Man...its amazing anybody sent that.  I'd never put my name to such a message.  Properly insulting someone is an art form in itself.

Here's a response--a variation on your line:  "I can always lose weight, but you're NEVER going to get any smarter."

I tried to think of a sixth grade response...but couldn't come up with any.  I could poll my kids, I suppose.



Regards,


Steve


----------



## mrhnau (Oct 14, 2005)

Have you verified this came from them? I'm suprised any adult would write this. Is that organization really that bad? I'm personally not familiar with them... Is this characteristic of the author?

MrH


----------



## Kembudo-Kai Kempoka (Oct 14, 2005)

Politics are always unpleasant enough; items like this make them more so. So I attempted to learn a lesson from my lady-friends cat. Cat's have a unique ability to ignore you so completely, that its as though you have slipped out of existence.

By posting his mail, you have made the character of the man in this instance known to all. However, you have also participated in his chaos. The BEST revenge is living well: turn your head, blink your eyes, and ignore the guy right off the planet. Be busy doing your own thing, and time & circumstance will blip this guy off your radar.

Good luck, and live well.

Regards,

Dave


----------



## Flying Crane (Oct 14, 2005)

Kembudo-Kai Kempoka said:
			
		

> Politics are always unpleasant enough; items like this make them more so. So I attempted to learn a lesson from my lady-friends cat. Cat's have a unique ability to ignore you so completely, that its as though you have slipped out of existence.
> 
> By posting his mail, you have made the character of the man in this instance known to all. However, you have also participated in his chaos. The BEST revenge is living well: turn your head, blink your eyes, and ignore the guy right off the planet. Be busy doing your own thing, and time & circumstance will blip this guy off your radar.
> 
> ...


Good points, and certainly don't let someone's hatred drive you from doing something you love. Do your thing, ignore these people. By taking a break from it, you are doing what these people want you to do: you are leaving the martial arts. They are trying to drive you right out of it. Don't let them. Do your thing, on your own terms, and have nothing to do with these people. I am sure you know who your friends are, and who you can rely on. Stick with them.


----------



## kaliace (Oct 15, 2005)

I would like to first thank Mr. Evans for his words. I am very humbled by them. I also want to thank Arnisador for his. 

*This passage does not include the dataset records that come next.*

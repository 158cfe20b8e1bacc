#![allow(dead_code)]

use std::io::{Read, Write};
use std::net::{Shutdown, SocketAddr, TcpListener};
use std::thread::{self, JoinHandle};
use std::time::Duration;

/// One step of a scripted proxy conversation.
pub enum Step {
    /// Read exactly this many request bytes
    Expect(usize),
    /// Write these reply bytes
    Send(Vec<u8>),
    /// Stay silent for this long
    Stall(Duration),
    /// Stop sending; the client sees end of stream
    Hangup,
}

/// What the scripted proxy observed.
pub struct Exchange {
    pub received: Vec<u8>,
    /// The client closed its end after the script ran
    pub closed_by_client: bool,
}

pub struct ScriptedProxy {
    pub addr: SocketAddr,
    handle: JoinHandle<Exchange>,
}

impl ScriptedProxy {
    /// Accept one connection and play `script` against it.
    pub fn spawn(script: Vec<Step>) -> Self {
        let listener = TcpListener::bind("127.0.0.1:0").expect("bind scripted proxy");
        let addr = listener.local_addr().expect("scripted proxy address");

        let handle = thread::spawn(move || {
            let (mut conn, _) = listener.accept().expect("accept tunnel client");
            conn.set_read_timeout(Some(Duration::from_secs(5)))
                .expect("set proxy read timeout");

            let mut received = Vec::new();
            for step in script {
                match step {
                    Step::Expect(count) => {
                        let mut buf = vec![0u8; count];
                        conn.read_exact(&mut buf).expect("read request bytes");
                        received.extend_from_slice(&buf);
                    }
                    Step::Send(bytes) => conn.write_all(&bytes).expect("write reply bytes"),
                    Step::Stall(duration) => thread::sleep(duration),
                    Step::Hangup => conn.shutdown(Shutdown::Write).expect("shut down proxy write side"),
                }
            }

            let mut probe = [0u8; 64];
            let closed_by_client = loop {
                match conn.read(&mut probe) {
                    Ok(0) => break true,
                    Ok(n) => received.extend_from_slice(&probe[..n]),
                    Err(_) => break false,
                }
            };

            Exchange {
                received,
                closed_by_client,
            }
        });

        Self { addr, handle }
    }

    pub fn port(&self) -> u16 {
        self.addr.port()
    }

    pub fn finish(self) -> Exchange {
        self.handle.join().expect("scripted proxy thread panicked")
    }
}
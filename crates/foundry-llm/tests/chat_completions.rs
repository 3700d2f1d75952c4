//! Integration tests for the chat-completions provider
//!
//! Each test starts a local axum server that answers with a scripted
//! sequence of status codes and bodies.

use axum::{
    extract::State,
    http::{HeaderMap, StatusCode},
    routing::post,
    Json, Router,
};
use foundry_llm::{ChatCompletionsProvider, LlmError, LlmProvider, ModelRequest, RetryPolicy};
use serde_json::Value;
use std::collections::VecDeque;
use std::sync::{Arc, Mutex};
use std::time::{Duration, Instant};

const OK_BODY: &str =
    r#"{"choices":[{"message":{"role":"assistant","content":"Title: Vision QA"}}]}"#;

#[derive(Clone, Default)]
struct Script {
    responses: Arc<Mutex<VecDeque<(u16, String)>>>,
    requests: Arc<Mutex<Vec<(HeaderMap, Value)>>>,
}

impl Script {
    fn hits(&self) -> usize {
        self.requests.lock().unwrap().len()
    }
}

async fn handler(
    State(script): State<Script>,
    headers: HeaderMap,
    Json(body): Json<Value>,
) -> (StatusCode, String) {
    script.requests.lock().unwrap().push((headers, body));
    let (status, body) = script
        .responses
        .lock()
        .unwrap()
        .pop_front()
        .unwrap_or((500, "script exhausted".to_string()));
    (StatusCode::from_u16(status).unwrap(), body)
}

/// Start a scripted endpoint and return its URL
async fn spawn_endpoint(responses: &[(u16, &str)]) -> (String, Script) {
    let script = Script::default();
    script
        .responses
        .lock()
        .unwrap()
        .extend(responses.iter().map(|(s, b)| (*s, b.to_string())));

    let listener = tokio::net::TcpListener::bind("127.0.0.1:0").await.unwrap();
    let addr = listener.local_addr().unwrap();
    let app = Router::new()
        .route("/api/v1/chat/completions", post(handler))
        .with_state(script.clone());
    tokio::spawn(async move {
        axum::serve(listener, app).await.unwrap();
    });

    (format!("http://{}/api/v1/chat/completions", addr), script)
}

fn provider(endpoints: Vec<String>, attempts: u32) -> ChatCompletionsProvider {
    ChatCompletionsProvider::new(endpoints, "test-key")
        .unwrap()
        .with_retry_policy(RetryPolicy::immediate(attempts))
}

fn request() -> ModelRequest {
    ModelRequest::new("google/gemma-9b:free", "Extract the use case", 600)
}

#[tokio::test]
async fn test_success_on_first_attempt() {
    let (url, script) = spawn_endpoint(&[(200, OK_BODY)]).await;
    let provider = provider(vec![url.clone()], 3).with_app_identity("https://example.com", "Tests");

    let reply = provider.complete(&request()).await;

    assert_eq!(reply.text(), Some("Title: Vision QA"));
    assert_eq!(reply.attempts, 1);
    assert_eq!(reply.endpoint.as_deref(), Some(url.as_str()));
    assert_eq!(reply.model, "google/gemma-9b:free");

    let requests = script.requests.lock().unwrap();
    let (headers, body) = &requests[0];
    assert_eq!(headers["authorization"], "Bearer test-key");
    assert_eq!(headers["x-title"], "Tests");
    assert_eq!(body["model"], "google/gemma-9b:free");
    assert_eq!(body["messages"][0]["role"], "user");
    assert_eq!(body["messages"][0]["content"], "Extract the use case");
    assert_eq!(body["max_tokens"], 600);
}

#[tokio::test]
async fn test_rate_limit_then_success() {
    let (url, script) = spawn_endpoint(&[(429, "slow down"), (200, OK_BODY)]).await;

    let reply = provider(vec![url], 3).complete(&request()).await;

    assert_eq!(reply.text(), Some("Title: Vision QA"));
    assert_eq!(reply.attempts, 2);
    assert_eq!(script.hits(), 2);
}

#[tokio::test]
async fn test_rate_limited_on_every_attempt() {
    let (url, script) = spawn_endpoint(&[(429, ""), (429, ""), (429, ""), (429, "")]).await;

    let reply = provider(vec![url], 3).complete(&request()).await;

    assert_eq!(reply.error(), Some(&LlmError::RateLimited));
    assert_eq!(reply.attempts, 3);
    assert_eq!(script.hits(), 3);
}

#[tokio::test]
async fn test_failover_to_second_endpoint() {
    let (primary, primary_script) = spawn_endpoint(&[(429, ""), (429, "")]).await;
    let (secondary, secondary_script) = spawn_endpoint(&[(200, OK_BODY)]).await;

    let reply = provider(vec![primary, secondary.clone()], 2)
        .complete(&request())
        .await;

    assert_eq!(reply.text(), Some("Title: Vision QA"));
    assert_eq!(reply.endpoint.as_deref(), Some(secondary.as_str()));
    assert_eq!(reply.attempts, 3);
    assert_eq!(primary_script.hits(), 2);
    assert_eq!(secondary_script.hits(), 1);
}

#[tokio::test]
async fn test_failover_from_unreachable_endpoint() {
    let (live, _script) = spawn_endpoint(&[(200, OK_BODY)]).await;

    let reply = provider(vec!["http://127.0.0.1:9/v1".to_string(), live], 2)
        .complete(&request())
        .await;

    assert_eq!(reply.text(), Some("Title: Vision QA"));
    assert_eq!(reply.attempts, 3);
}

#[tokio::test]
async fn test_server_error_is_retried() {
    let (url, script) = spawn_endpoint(&[(500, "boom"), (200, OK_BODY)]).await;

    let reply = provider(vec![url], 2).complete(&request()).await;

    assert!(reply.text().is_some());
    assert_eq!(script.hits(), 2);
}

#[tokio::test]
async fn test_server_error_exhausts_attempts() {
    let (url, _script) = spawn_endpoint(&[(503, "unavailable"), (503, "unavailable")]).await;

    let reply = provider(vec![url], 2).complete(&request()).await;

    match reply.error() {
        Some(LlmError::HttpStatus { status, body }) => {
            assert_eq!(*status, 503);
            assert_eq!(body, "unavailable");
        }
        other => panic!("Expected HttpStatus, got {:?}", other),
    }
}

#[tokio::test]
async fn test_malformed_envelope_is_not_retried() {
    let (url, script) =
        spawn_endpoint(&[(200, r#"{"id":"x","choices":[]}"#), (200, OK_BODY)]).await;

    let reply = provider(vec![url], 3).complete(&request()).await;

    assert!(matches!(reply.error(), Some(LlmError::MalformedEnvelope(_))));
    assert_eq!(script.hits(), 1);
}

#[tokio::test]
async fn test_backoff_waits_between_rate_limited_attempts() {
    let (url, _script) = spawn_endpoint(&[(429, ""), (429, ""), (200, OK_BODY)]).await;
    let policy = RetryPolicy {
        max_attempts: 3,
        base_delay_ms: 40,
        multiplier: 2.0,
        max_delay_ms: 1_000,
    };
    let provider = ChatCompletionsProvider::new(vec![url], "k")
        .unwrap()
        .with_retry_policy(policy);

    let started = Instant::now();
    let reply = provider.complete(&request()).await;

    assert!(reply.text().is_some());
    // 40ms after the first 429, 80ms after the second
    assert!(started.elapsed() >= Duration::from_millis(120));
}

#[tokio::test]
async fn test_temperature_is_forwarded() {
    let (url, script) = spawn_endpoint(&[(200, OK_BODY)]).await;

    provider(vec![url], 2)
        .complete(&request().with_temperature(Some(0.2)))
        .await;

    let requests = script.requests.lock().unwrap();
    let temperature = requests[0].1["temperature"].as_f64().unwrap();
    assert!((temperature - 0.2).abs() < 1e-6);
}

I would have to agree that ignoring them and doing my own thing was the way to go. I did do that and have not dealt with them in well over a year. This came out of the blue. It was suggested to me to bring this mail here. I wanted to see if anyone else had these kinds of screwballs out there bothering them. Oh, buy the way this is the way he acts and speaks, and the WKSS is not far off if not worse.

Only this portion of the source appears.